*WORK TASK*
Lines from the beginning of the data below through the one containing "pub const PLACEHOLDER_PHONE: &str" are to be printed exactly as they appear.

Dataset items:
*-*-*

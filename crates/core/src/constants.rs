//! Constants used throughout the triage core crate.

use std::time::Duration;

/// Caller number used until the provider tells us the real one.
pub const PLACEHOLDER_PHONE: &str = "***-***-****";

/// Reason written on a call record before enrichment has run.
pub const PENDING_ANALYSIS_REASON: &str = "Pending AI analysis";

/// Reason used when the collaborator omits one.
pub const DEFAULT_COMPLETED_REASON: &str = "Call completed";

/// Agent identifier stamped on call records when none is configured.
pub const DEFAULT_AGENT_ID: &str = "a1";

/// Ended reason used when an end-of-call report does not carry one.
pub const DEFAULT_ENDED_REASON: &str = "completed";

/// Ended reason used when a status update does not carry one.
pub const UNKNOWN_ENDED_REASON: &str = "unknown";

/// Upper bound on a single collaborator request.
pub const DEFAULT_ENRICHMENT_TIMEOUT: Duration = Duration::from_secs(25);

/// How long a call ended by a status update waits for its end-of-call report.
pub const DEFAULT_REPORT_GRACE: Duration = Duration::from_secs(30);

/// Completed calls kept in memory for the live dashboard.
pub const DEFAULT_COMPLETED_RETENTION: usize = 200;

/// Transcripts shorter than this are never sent to the collaborator.
pub const MIN_ANALYZABLE_LINES: usize = 2;

/// Seconds between synthetic timestamps when a transcript is rebuilt from a full snapshot.
pub const SYNC_LINE_SPACING_SECS: u64 = 5;

/// Per-viewer event buffer before a slow viewer is dropped.
pub const DEFAULT_BROADCAST_CAPACITY: usize = 256;

/// Default pattern matched against the provider's ended reason.
pub const DEFAULT_ESCALATION_REASON_PATTERN: &str = r"transfer|forward|handoff|hand-off";

/// Default pattern matched against the lower-cased transcript text.
pub const DEFAULT_ESCALATION_TRANSCRIPT_PATTERN: &str =
    r"transfer initiated|forwarded|handed off|transferring";

/// Number of encounters returned with a patient's details.
pub const PATIENT_ENCOUNTER_LIMIT: usize = 10;

/// Number of timeline events returned with a patient's details.
pub const PATIENT_TIMELINE_LIMIT: usize = 20;

/// Default page size for call history.
pub const DEFAULT_HISTORY_LIMIT: usize = 100;
//! In-process [`CallStore`] backend.
//!
//! Rows live in plain maps behind one mutex, with the same merge and join rules as the SQLite
//! backend. Nothing survives a restart.

use super::{
    CallFinalization, CallStore, CallStub, Encounter, NewEncounter, NewTimelineEvent,
    PatientContext, PatientDetails, PatientRecord, PatientUpsert, StoredCall, TimelineEvent,
};
use crate::constants::{PATIENT_ENCOUNTER_LIMIT, PATIENT_TIMELINE_LIMIT};
use crate::TriageResult;
use async_trait::async_trait;
use chrono::Utc;
use std::collections::HashMap;
use std::sync::{Mutex, MutexGuard};
use triage_types::CallStatus;

#[derive(Debug, Default)]
struct Tables {
    calls: HashMap<String, StoredCall>,
    patients: HashMap<String, PatientRecord>,
    encounters: Vec<Encounter>,
    timeline: Vec<TimelineEvent>,
}

impl Tables {
    /// Phone numbers are the patient key; at most one record matches.
    fn patient_by_phone(&self, phone: &str) -> Option<&PatientRecord> {
        self.patients.values().find(|p| p.phone == phone)
    }

    /// Copies the linked patient's name, age and sex onto a call row, as the SQL join does.
    fn joined(&self, call: &StoredCall) -> StoredCall {
        let mut call = call.clone();
        if let Some(p) = call.patient_id.as_ref().and_then(|id| self.patients.get(id)) {
            call.patient_name = p.name.clone();
            call.patient_age = p.age;
            call.patient_sex = p.sex;
        }
        call
    }
}

/// Store kept entirely in process memory. Used when no database path is configured and as
/// the reference backend in tests.
#[derive(Debug, Default)]
pub struct MemoryStore {
    tables: Mutex<Tables>,
}

impl MemoryStore {
    /// Create an empty store.
    ///
    /// # Returns
    ///
    /// A store with no calls, patients, encounters or timeline events.
    pub fn new() -> Self {
        Self::default()
    }

    fn tables(&self) -> MutexGuard<'_, Tables> {
        self.tables.lock().unwrap_or_else(|e| e.into_inner())
    }

    /// Number of encounters written so far, across all patients.
    pub fn encounter_count(&self) -> usize {
        self.tables().encounters.len()
    }

    /// Number of timeline events written so far, across all patients.
    pub fn timeline_count(&self) -> usize {
        self.tables().timeline.len()
    }
}

#[async_trait]
impl CallStore for MemoryStore {
    async fn upsert_patient_by_phone(&self, upsert: PatientUpsert) -> TriageResult<String> {
        let now = Utc::now();
        let mut tables = self.tables();
        let record = match tables.patient_by_phone(&upsert.phone).cloned() {
            Some(existing) => existing.merged(upsert, now),
            None => {
                let created = PatientRecord::create(upsert, now);
                tracing::info!(patient_id = %created.id, mrn = %created.mrn, "created patient");
                created
            }
        };
        let id = record.id.clone();
        tables.patients.insert(id.clone(), record);
        Ok(id)
    }

    async fn upsert_call_stub(&self, stub: CallStub) -> TriageResult<()> {
        self.tables()
            .calls
            .entry(stub.id.clone())
            .or_insert_with(|| StoredCall::from_stub(stub));
        Ok(())
    }

    async fn finalize_call(&self, fin: CallFinalization) -> TriageResult<()> {
        let mut tables = self.tables();
        let existing = tables.calls.remove(&fin.id);
        let row = StoredCall::finalized(existing, fin, Utc::now());
        tables.calls.insert(row.id.clone(), row);
        Ok(())
    }

    async fn create_encounter(&self, encounter: NewEncounter) -> TriageResult<String> {
        let encounter = Encounter::from_new(encounter);
        let id = encounter.id.clone();
        self.tables().encounters.push(encounter);
        Ok(id)
    }

    async fn create_timeline_event(&self, event: NewTimelineEvent) -> TriageResult<String> {
        let event = TimelineEvent::from_new(event);
        let id = event.id.clone();
        self.tables().timeline.push(event);
        Ok(id)
    }

    async fn get_patient_context_by_phone(
        &self,
        phone: &str,
    ) -> TriageResult<Option<PatientContext>> {
        Ok(self.tables().patient_by_phone(phone).map(PatientRecord::context))
    }

    async fn get_call(&self, call_id: &str) -> TriageResult<Option<StoredCall>> {
        let tables = self.tables();
        Ok(tables.calls.get(call_id).map(|c| tables.joined(c)))
    }

    async fn list_calls(&self, limit: usize) -> TriageResult<Vec<StoredCall>> {
        let tables = self.tables();
        let mut calls: Vec<_> = tables
            .calls
            .values()
            .filter(|c| c.status != CallStatus::Live)
            .map(|c| tables.joined(c))
            .collect();
        calls.sort_by(|a, b| b.created_at.cmp(&a.created_at));
        calls.truncate(limit);
        Ok(calls)
    }

    async fn update_call_status(&self, call_id: &str, status: CallStatus) -> TriageResult<bool> {
        match self.tables().calls.get_mut(call_id) {
            Some(call) => {
                call.status = status;
                Ok(true)
            }
            None => Ok(false),
        }
    }

    async fn list_patients(&self) -> TriageResult<Vec<PatientRecord>> {
        let mut patients: Vec<_> = self.tables().patients.values().cloned().collect();
        patients.sort_by(|a, b| b.last_contact.cmp(&a.last_contact));
        Ok(patients)
    }

    async fn get_patient_details(&self, patient_id: &str) -> TriageResult<Option<PatientDetails>> {
        let tables = self.tables();
        let Some(patient) = tables.patients.get(patient_id).cloned() else {
            return Ok(None);
        };

        let mut encounters: Vec<_> = tables
            .encounters
            .iter()
            .filter(|e| e.patient_id == patient_id)
            .cloned()
            .collect();
        encounters.sort_by(|a, b| b.timestamp.cmp(&a.timestamp));
        encounters.truncate(PATIENT_ENCOUNTER_LIMIT);

        let mut timeline: Vec<_> = tables
            .timeline
            .iter()
            .filter(|e| e.patient_id == patient_id)
            .cloned()
            .collect();
        timeline.sort_by(|a, b| b.timestamp.cmp(&a.timestamp));
        timeline.truncate(PATIENT_TIMELINE_LIMIT);

        Ok(Some(PatientDetails {
            patient,
            encounters,
            timeline,
        }))
    }
}
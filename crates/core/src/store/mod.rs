//! Persistence contract for calls, patients, encounters and timeline events.
//!
//! The merge rules live here as pure functions on the record types, and every backend applies
//! them the same way:
//!
//! - Patients are keyed by phone number. Scalars take the incoming value when present, and a
//!   clinical list is only replaced by a non-empty incoming list.
//! - A call stub is insert-only: once a row exists a late stub write never touches it.
//! - Finalizing a call overwrites its enrichment fields but keeps the stored caller phone when
//!   the incoming one is the placeholder, and keeps the stored patient link when none is given.
//!
//! Two backends are provided: [`MemoryStore`] and [`SqliteStore`].

mod memory;
mod sqlite;

pub use memory::MemoryStore;
pub use sqlite::SqliteStore;

use crate::clinical::{Condition, EncounterSymptom, Medication};
use crate::constants::PLACEHOLDER_PHONE;
use crate::transcript::TranscriptLine;
use crate::TriageResult;
use async_trait::async_trait;
use chrono::{DateTime, Utc};
use serde::{Deserialize, Serialize};
use triage_types::{CallStatus, PatientStatus, Sex, TriageLevel};
use utoipa::ToSchema;

/// Storage operations the engine and the HTTP surface depend on.
#[async_trait]
pub trait CallStore: Send + Sync {
    /// Creates or merges the patient with this phone number; returns the patient id.
    async fn upsert_patient_by_phone(&self, upsert: PatientUpsert) -> TriageResult<String>;

    async fn upsert_call_stub(&self, stub: CallStub) -> TriageResult<()>;

    async fn finalize_call(&self, fin: CallFinalization) -> TriageResult<()>;

    async fn create_encounter(&self, encounter: NewEncounter) -> TriageResult<String>;

    async fn create_timeline_event(&self, event: NewTimelineEvent) -> TriageResult<String>;

    async fn get_patient_context_by_phone(&self, phone: &str)
        -> TriageResult<Option<PatientContext>>;

    async fn get_call(&self, call_id: &str) -> TriageResult<Option<StoredCall>>;

    /// Ended calls, newest first.
    async fn list_calls(&self, limit: usize) -> TriageResult<Vec<StoredCall>>;

    /// Returns `false` when no call has this id.
    async fn update_call_status(&self, call_id: &str, status: CallStatus) -> TriageResult<bool>;

    /// Patients, most recent contact first.
    async fn list_patients(&self) -> TriageResult<Vec<PatientRecord>>;

    async fn get_patient_details(&self, patient_id: &str) -> TriageResult<Option<PatientDetails>>;
}

/// Incoming patient data. Absent scalars and empty lists mean "no new information".
#[derive(Debug, Clone, Default, PartialEq)]
pub struct PatientUpsert {
    pub phone: String,
    pub name: Option<String>,
    pub age: Option<u32>,
    pub sex: Option<Sex>,
    pub primary_doctor: Option<String>,
    pub allergies: Vec<String>,
    pub risk_level: Option<TriageLevel>,
    pub patient_status: Option<PatientStatus>,
    pub conditions: Vec<Condition>,
    pub medications: Vec<Medication>,
    pub prior_episodes: Vec<String>,
    pub last_contact: Option<DateTime<Utc>>,
}

impl PatientUpsert {
    pub fn phone_only(phone: impl Into<String>) -> Self {
        Self {
            phone: phone.into(),
            ..Self::default()
        }
    }
}

#[derive(Debug, Clone, PartialEq, Serialize, Deserialize, ToSchema)]
#[serde(rename_all = "camelCase")]
pub struct PatientRecord {
    pub id: String,
    /// Human-readable record number.
    pub mrn: String,
    pub name: Option<String>,
    pub age: Option<u32>,
    pub sex: Option<Sex>,
    pub phone: String,
    pub primary_doctor: Option<String>,
    pub allergies: Vec<String>,
    pub risk_level: TriageLevel,
    pub status: PatientStatus,
    pub conditions: Vec<Condition>,
    pub medications: Vec<Medication>,
    pub prior_episodes: Vec<String>,
    pub last_contact: DateTime<Utc>,
    pub last_updated: DateTime<Utc>,
}

fn non_empty_or<T>(incoming: Vec<T>, stored: Vec<T>) -> Vec<T> {
    if incoming.is_empty() {
        stored
    } else {
        incoming
    }
}

impl PatientRecord {
    /// First contact from a phone number.
    pub fn create(upsert: PatientUpsert, now: DateTime<Utc>) -> Self {
        Self {
            id: uuid::Uuid::new_v4().simple().to_string(),
            mrn: generate_mrn(now),
            name: upsert.name,
            age: upsert.age,
            sex: upsert.sex,
            phone: upsert.phone,
            primary_doctor: upsert.primary_doctor,
            allergies: upsert.allergies,
            risk_level: upsert.risk_level.unwrap_or_default(),
            status: upsert.patient_status.unwrap_or_default(),
            conditions: upsert.conditions,
            medications: upsert.medications,
            prior_episodes: upsert.prior_episodes,
            last_contact: upsert.last_contact.unwrap_or(now),
            last_updated: now,
        }
    }

    /// Applies a later contact without erasing anything already known.
    pub fn merged(self, upsert: PatientUpsert, now: DateTime<Utc>) -> Self {
        Self {
            id: self.id,
            mrn: self.mrn,
            name: upsert.name.or(self.name),
            age: upsert.age.or(self.age),
            sex: upsert.sex.or(self.sex),
            phone: self.phone,
            primary_doctor: upsert.primary_doctor.or(self.primary_doctor),
            allergies: non_empty_or(upsert.allergies, self.allergies),
            risk_level: upsert.risk_level.unwrap_or(self.risk_level),
            status: upsert.patient_status.unwrap_or(self.status),
            conditions: non_empty_or(upsert.conditions, self.conditions),
            medications: non_empty_or(upsert.medications, self.medications),
            prior_episodes: non_empty_or(upsert.prior_episodes, self.prior_episodes),
            last_contact: upsert.last_contact.unwrap_or(now),
            last_updated: now,
        }
    }

    pub fn context(&self) -> PatientContext {
        PatientContext {
            id: self.id.clone(),
            name: self.name.clone(),
            age: self.age,
            sex: self.sex,
            allergies: self.allergies.clone(),
            conditions: self.conditions.clone(),
            medications: self.medications.clone(),
            prior_episodes: self.prior_episodes.clone(),
        }
    }
}

/// `MRN-` followed by the last six base-36 digits of the epoch milliseconds, upper case.
pub fn generate_mrn(now: DateTime<Utc>) -> String {
    const DIGITS: &[u8; 36] = b"0123456789ABCDEFGHIJKLMNOPQRSTUVWXYZ";
    let mut n = u64::try_from(now.timestamp_millis()).unwrap_or(0);
    let mut digits = Vec::new();
    loop {
        digits.push(DIGITS[(n % 36) as usize]);
        n /= 36;
        if n == 0 {
            break;
        }
    }
    let tail: String = digits
        .iter()
        .take(6)
        .rev()
        .map(|&d| char::from(d))
        .collect();
    format!("MRN-{tail}")
}

/// What the summarizer is told about a returning patient.
#[derive(Debug, Clone, Default, PartialEq, Serialize, Deserialize)]
#[serde(rename_all = "camelCase")]
pub struct PatientContext {
    pub id: String,
    pub name: Option<String>,
    pub age: Option<u32>,
    pub sex: Option<Sex>,
    pub allergies: Vec<String>,
    pub conditions: Vec<Condition>,
    pub medications: Vec<Medication>,
    pub prior_episodes: Vec<String>,
}

/// Row written when a call starts.
#[derive(Debug, Clone, PartialEq)]
pub struct CallStub {
    pub id: String,
    pub agent_id: String,
    pub caller_phone: String,
    pub created_at: DateTime<Utc>,
}

/// Full call record written at end-of-call and again after enrichment.
#[derive(Debug, Clone, PartialEq)]
pub struct CallFinalization {
    pub id: String,
    pub agent_id: String,
    pub created_at: DateTime<Utc>,
    pub caller_phone: String,
    pub duration_sec: u64,
    pub status: CallStatus,
    pub triage_level: TriageLevel,
    pub reason_short: String,
    pub chief_complaint: String,
    pub symptoms: Vec<String>,
    pub risk_flags: Vec<String>,
    pub summary: String,
    pub recommendation: String,
    pub transcript: Vec<TranscriptLine>,
    pub patient_id: Option<String>,
}

/// A call as persisted, with the linked patient's demographics joined in on read.
#[derive(Debug, Clone, PartialEq, Serialize, Deserialize, ToSchema)]
#[serde(rename_all = "camelCase")]
pub struct StoredCall {
    pub id: String,
    pub agent_id: String,
    pub created_at: DateTime<Utc>,
    pub ended_at: Option<DateTime<Utc>>,
    pub duration_sec: u64,
    pub caller_phone: String,
    pub status: CallStatus,
    pub triage_level: TriageLevel,
    pub reason_short: String,
    pub chief_complaint: String,
    pub symptoms: Vec<String>,
    pub risk_flags: Vec<String>,
    pub summary: String,
    pub recommendation: String,
    pub transcript: Vec<TranscriptLine>,
    pub patient_id: Option<String>,
    #[serde(skip_serializing_if = "Option::is_none")]
    pub patient_name: Option<String>,
    #[serde(skip_serializing_if = "Option::is_none")]
    pub patient_age: Option<u32>,
    #[serde(skip_serializing_if = "Option::is_none")]
    pub patient_sex: Option<Sex>,
}

impl StoredCall {
    pub fn from_stub(stub: CallStub) -> Self {
        Self {
            id: stub.id,
            agent_id: stub.agent_id,
            created_at: stub.created_at,
            ended_at: None,
            duration_sec: 0,
            caller_phone: stub.caller_phone,
            status: CallStatus::Live,
            triage_level: TriageLevel::default(),
            reason_short: String::new(),
            chief_complaint: String::new(),
            symptoms: Vec::new(),
            risk_flags: Vec::new(),
            summary: String::new(),
            recommendation: String::new(),
            transcript: Vec::new(),
            patient_id: None,
            patient_name: None,
            patient_age: None,
            patient_sex: None,
        }
    }

    /// Insert-or-update of a finalized call onto whatever row already exists.
    pub fn finalized(
        existing: Option<StoredCall>,
        fin: CallFinalization,
        now: DateTime<Utc>,
    ) -> Self {
        let (created_at, agent_id, caller_phone, patient_id) = match existing {
            Some(row) => (
                row.created_at,
                row.agent_id,
                if fin.caller_phone == PLACEHOLDER_PHONE {
                    row.caller_phone
                } else {
                    fin.caller_phone
                },
                fin.patient_id.or(row.patient_id),
            ),
            None => (fin.created_at, fin.agent_id, fin.caller_phone, fin.patient_id),
        };
        Self {
            id: fin.id,
            agent_id,
            created_at,
            ended_at: Some(now),
            duration_sec: fin.duration_sec,
            caller_phone,
            status: fin.status,
            triage_level: fin.triage_level,
            reason_short: fin.reason_short,
            chief_complaint: fin.chief_complaint,
            symptoms: fin.symptoms,
            risk_flags: fin.risk_flags,
            summary: fin.summary,
            recommendation: fin.recommendation,
            transcript: fin.transcript,
            patient_id,
            patient_name: None,
            patient_age: None,
            patient_sex: None,
        }
    }
}

#[derive(Debug, Clone, PartialEq)]
pub struct NewEncounter {
    pub patient_id: String,
    pub call_id: String,
    pub timestamp: DateTime<Utc>,
    pub chief_complaint: String,
    pub symptoms: Vec<EncounterSymptom>,
    pub triage_level: TriageLevel,
    pub outcome: String,
}

#[derive(Debug, Clone, PartialEq, Serialize, Deserialize, ToSchema)]
#[serde(rename_all = "camelCase")]
pub struct Encounter {
    pub id: String,
    pub patient_id: String,
    pub call_id: String,
    /// Always `call` for encounters derived from a phone call.
    #[serde(rename = "type")]
    pub kind: String,
    pub timestamp: DateTime<Utc>,
    pub chief_complaint: String,
    pub symptoms: Vec<EncounterSymptom>,
    pub triage_level: TriageLevel,
    pub outcome: String,
}

impl Encounter {
    pub fn from_new(new: NewEncounter) -> Self {
        Self {
            id: uuid::Uuid::new_v4().simple().to_string(),
            patient_id: new.patient_id,
            call_id: new.call_id,
            kind: "call".to_string(),
            timestamp: new.timestamp,
            chief_complaint: new.chief_complaint,
            symptoms: new.symptoms,
            triage_level: new.triage_level,
            outcome: new.outcome,
        }
    }
}

#[derive(Debug, Clone, PartialEq)]
pub struct NewTimelineEvent {
    pub patient_id: String,
    pub kind: String,
    pub timestamp: DateTime<Utc>,
    pub title: String,
    pub description: String,
    pub metadata: serde_json::Value,
}

#[derive(Debug, Clone, PartialEq, Serialize, Deserialize, ToSchema)]
#[serde(rename_all = "camelCase")]
pub struct TimelineEvent {
    pub id: String,
    pub patient_id: String,
    #[serde(rename = "type")]
    pub kind: String,
    pub timestamp: DateTime<Utc>,
    pub title: String,
    pub description: String,
    #[schema(value_type = Object)]
    pub metadata: serde_json::Value,
}

impl TimelineEvent {
    pub fn from_new(new: NewTimelineEvent) -> Self {
        Self {
            id: uuid::Uuid::new_v4().simple().to_string(),
            patient_id: new.patient_id,
            kind: new.kind,
            timestamp: new.timestamp,
            title: new.title,
            description: new.description,
            metadata: new.metadata,
        }
    }
}

/// A patient record with its most recent encounters and timeline, newest first.
#[derive(Debug, Clone, PartialEq, Serialize, Deserialize, ToSchema)]
#[serde(rename_all = "camelCase")]
pub struct PatientDetails {
    pub patient: PatientRecord,
    pub encounters: Vec<Encounter>,
    pub timeline: Vec<TimelineEvent>,
}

*-*-*

*RESPONSE*
filename crates/core/src/constants.rs
//! Constants used throughout the triage core crate.

use std::time::Duration;

/// Caller number used until the provider tells us the real one.
pub const PLACEHOLDER_PHONE: &str = "***-***-****";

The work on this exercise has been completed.